#### Exercise objective
In the data, extract each line that holds the string "validation".

#### Data section
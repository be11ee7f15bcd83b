use crate::error::RegistrationError;
use crate::registration::NewRegistration;
use crate::submission::SubmissionForm;
use std::collections::HashMap;
use std::fmt;
use std::str::FromStr;

/// The seven binary document slots of a registration
#[derive(Debug, Clone, Copy, PartialEq, Eq, PartialOrd, Ord, Hash)]
pub enum AttachmentField {
    Photo,
    Memo10th,
    Memo12th,
    EapcetHallTicket,
    EapcetRankCard,
    JeeHallTicket,
    JeeRankCard,
}

impl AttachmentField {
    /// All attachment fields in report order
    pub const ALL: [AttachmentField; 7] = [
        Self::Photo,
        Self::Memo10th,
        Self::Memo12th,
        Self::EapcetHallTicket,
        Self::EapcetRankCard,
        Self::JeeHallTicket,
        Self::JeeRankCard,
    ];

    /// Multipart part name and URL path segment
    pub fn name(self) -> &'static str {
        match self {
            Self::Photo => "photo",
            Self::Memo10th => "memo10th",
            Self::Memo12th => "memo12th",
            Self::EapcetHallTicket => "eapcetHallTicket",
            Self::EapcetRankCard => "eapcetRankCard",
            Self::JeeHallTicket => "jeeHallTicket",
            Self::JeeRankCard => "jeeRankCard",
        }
    }

    /// Human-readable label used in reports
    pub fn label(self) -> &'static str {
        match self {
            Self::Photo => "Photo",
            Self::Memo10th => "10th Memo",
            Self::Memo12th => "12th Memo",
            Self::EapcetHallTicket => "EAPCET Hall Ticket",
            Self::EapcetRankCard => "EAPCET Rank Card",
            Self::JeeHallTicket => "JEE Hall Ticket",
            Self::JeeRankCard => "JEE Rank Card",
        }
    }

    pub fn from_name(name: &str) -> Option<Self> {
        Self::ALL.into_iter().find(|field| field.name() == name)
    }
}

impl fmt::Display for AttachmentField {
    fn fmt(&self, f: &mut fmt::Formatter<'_>) -> fmt::Result {
        f.write_str(self.name())
    }
}

impl FromStr for AttachmentField {
    type Err = RegistrationError;

    fn from_str(s: &str) -> Result<Self, Self::Err> {
        Self::from_name(s).ok_or_else(|| RegistrationError::validation("field", "Invalid field"))
    }
}

/// Value kind of a scalar field
#[derive(Debug, Clone, Copy, PartialEq, Eq)]
pub enum FieldKind {
    Text,
    Number,
}

/// Definition of one scalar field
#[derive(Debug, Clone, PartialEq)]
pub struct ScalarField {
    /// Multipart part name and JSON key
    pub name: &'static str,
    /// Label used in messages and as the workbook header
    pub label: &'static str,
    pub kind: FieldKind,
    pub required: bool,
    /// Workbook column width in characters
    pub column_width: f64,
}

impl ScalarField {
    const fn new(
        name: &'static str,
        label: &'static str,
        kind: FieldKind,
        required: bool,
        column_width: f64,
    ) -> Self {
        Self {
            name,
            label,
            kind,
            required,
            column_width,
        }
    }
}

/// Immutable definition of the registration entity
#[derive(Debug, Clone, PartialEq)]
pub struct RegistrationSchema {
    scalars: Vec<ScalarField>,
    required_attachments: Vec<AttachmentField>,
    priority_slots: usize,
}

impl RegistrationSchema {
    /// The admission form as collected by the registration page
    pub fn standard() -> Self {
        use FieldKind::{Number, Text};

        Self {
            scalars: vec![
                ScalarField::new("name", "Name", Text, true, 20.0),
                ScalarField::new("fatherName", "Father's Name", Text, true, 20.0),
                ScalarField::new("address", "Address", Text, true, 30.0),
                ScalarField::new("mobile", "Mobile", Text, true, 15.0),
                ScalarField::new("jeeRank", "JEE Rank", Number, false, 10.0),
                ScalarField::new("eapcetRank", "EAPCET Rank", Number, false, 10.0),
                ScalarField::new("resident", "Resident", Text, true, 15.0),
                ScalarField::new("board10th", "10th Board", Text, false, 20.0),
                ScalarField::new("maxMarks10th", "10th Max Marks", Number, false, 15.0),
                ScalarField::new("marksObtained10th", "10th Marks Obtained", Number, false, 15.0),
                ScalarField::new("gpa10th", "10th GPA", Number, false, 10.0),
                ScalarField::new("board12th", "12th Board", Text, true, 20.0),
                ScalarField::new("maxMarks12th", "12th Max Marks", Number, true, 15.0),
                ScalarField::new("marksObtained12th", "12th Marks Obtained", Number, true, 15.0),
                ScalarField::new("percentage12th", "12th Percentage", Number, true, 15.0),
            ],
            required_attachments: vec![AttachmentField::Memo12th],
            priority_slots: 7,
        }
    }

    pub fn scalar_fields(&self) -> &[ScalarField] {
        &self.scalars
    }

    pub fn scalar_field(&self, name: &str) -> Option<&ScalarField> {
        self.scalars.iter().find(|field| field.name == name)
    }

    /// Maximum number of ranked branch preferences
    pub fn priority_slots(&self) -> usize {
        self.priority_slots
    }

    pub fn is_attachment_required(&self, field: AttachmentField) -> bool {
        self.required_attachments.contains(&field)
    }

    /// Validate a submission and convert it into its typed form.
    ///
    /// Fields are checked in schema order and the first offending field is
    /// reported. Nothing here touches storage.
    pub fn validate(&self, form: &SubmissionForm) -> Result<NewRegistration, RegistrationError> {
        let mut numbers: HashMap<&'static str, f64> = HashMap::new();

        for field in &self.scalars {
            match (form.text(field.name), field.kind) {
                (None, _) if field.required => {
                    return Err(RegistrationError::missing(field.name, field.label));
                }
                (None, _) | (Some(_), FieldKind::Text) => {}
                (Some(raw), FieldKind::Number) => {
                    let value = parse_number(raw)
                        .ok_or_else(|| RegistrationError::not_a_number(field.name, field.label))?;
                    numbers.insert(field.name, value);
                }
            }
        }

        for field in AttachmentField::ALL {
            if self.is_attachment_required(field) && form.attachment(field).is_none() {
                return Err(RegistrationError::missing(field.name(), field.label()));
            }
        }

        if form.priorities().len() > self.priority_slots {
            return Err(RegistrationError::validation(
                "priorities",
                format!(
                    "At most {} branch priorities are allowed, got {}",
                    self.priority_slots,
                    form.priorities().len()
                ),
            ));
        }

        let text = |name: &str| form.text(name).map(str::to_owned);
        let required_text = |name: &str| {
            text(name).ok_or_else(|| RegistrationError::missing(name, self.label_of(name)))
        };
        let number = |name: &str| numbers.get(name).copied();
        let required_number = |name: &str| {
            number(name).ok_or_else(|| RegistrationError::missing(name, self.label_of(name)))
        };
        let required_attachment = |field: AttachmentField| {
            form.attachment(field)
                .map(<[u8]>::to_vec)
                .ok_or_else(|| RegistrationError::missing(field.name(), field.label()))
        };

        Ok(NewRegistration {
            name: required_text("name")?,
            guardian_name: required_text("fatherName")?,
            address: required_text("address")?,
            mobile: required_text("mobile")?,
            residency: required_text("resident")?,
            jee_rank: number("jeeRank"),
            eapcet_rank: number("eapcetRank"),
            board_10th: text("board10th"),
            max_marks_10th: number("maxMarks10th"),
            marks_obtained_10th: number("marksObtained10th"),
            gpa_10th: number("gpa10th"),
            board_12th: required_text("board12th")?,
            max_marks_12th: required_number("maxMarks12th")?,
            marks_obtained_12th: required_number("marksObtained12th")?,
            percentage_12th: required_number("percentage12th")?,
            priorities: form.priorities().to_vec(),
            photo: form.attachment(AttachmentField::Photo).map(<[u8]>::to_vec),
            memo_10th: form.attachment(AttachmentField::Memo10th).map(<[u8]>::to_vec),
            memo_12th: required_attachment(AttachmentField::Memo12th)?,
            eapcet_hall_ticket: form
                .attachment(AttachmentField::EapcetHallTicket)
                .map(<[u8]>::to_vec),
            eapcet_rank_card: form
                .attachment(AttachmentField::EapcetRankCard)
                .map(<[u8]>::to_vec),
            jee_hall_ticket: form
                .attachment(AttachmentField::JeeHallTicket)
                .map(<[u8]>::to_vec),
            jee_rank_card: form.attachment(AttachmentField::JeeRankCard).map(<[u8]>::to_vec),
        })
    }

    fn label_of<'a>(&self, name: &'a str) -> &'a str {
        self.scalar_field(name).map_or(name, |field| field.label)
    }
}

/// Parse a numeric form value; blanks are handled by the caller
fn parse_number(raw: &str) -> Option<f64> {
    raw.trim().parse::<f64>().ok().filter(|value| value.is_finite())
}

#### Exercise answer
        Self::from_name(s).ok_or_else(|| RegistrationError::validation("field", "Invalid field"))
            return Err(RegistrationError::validation(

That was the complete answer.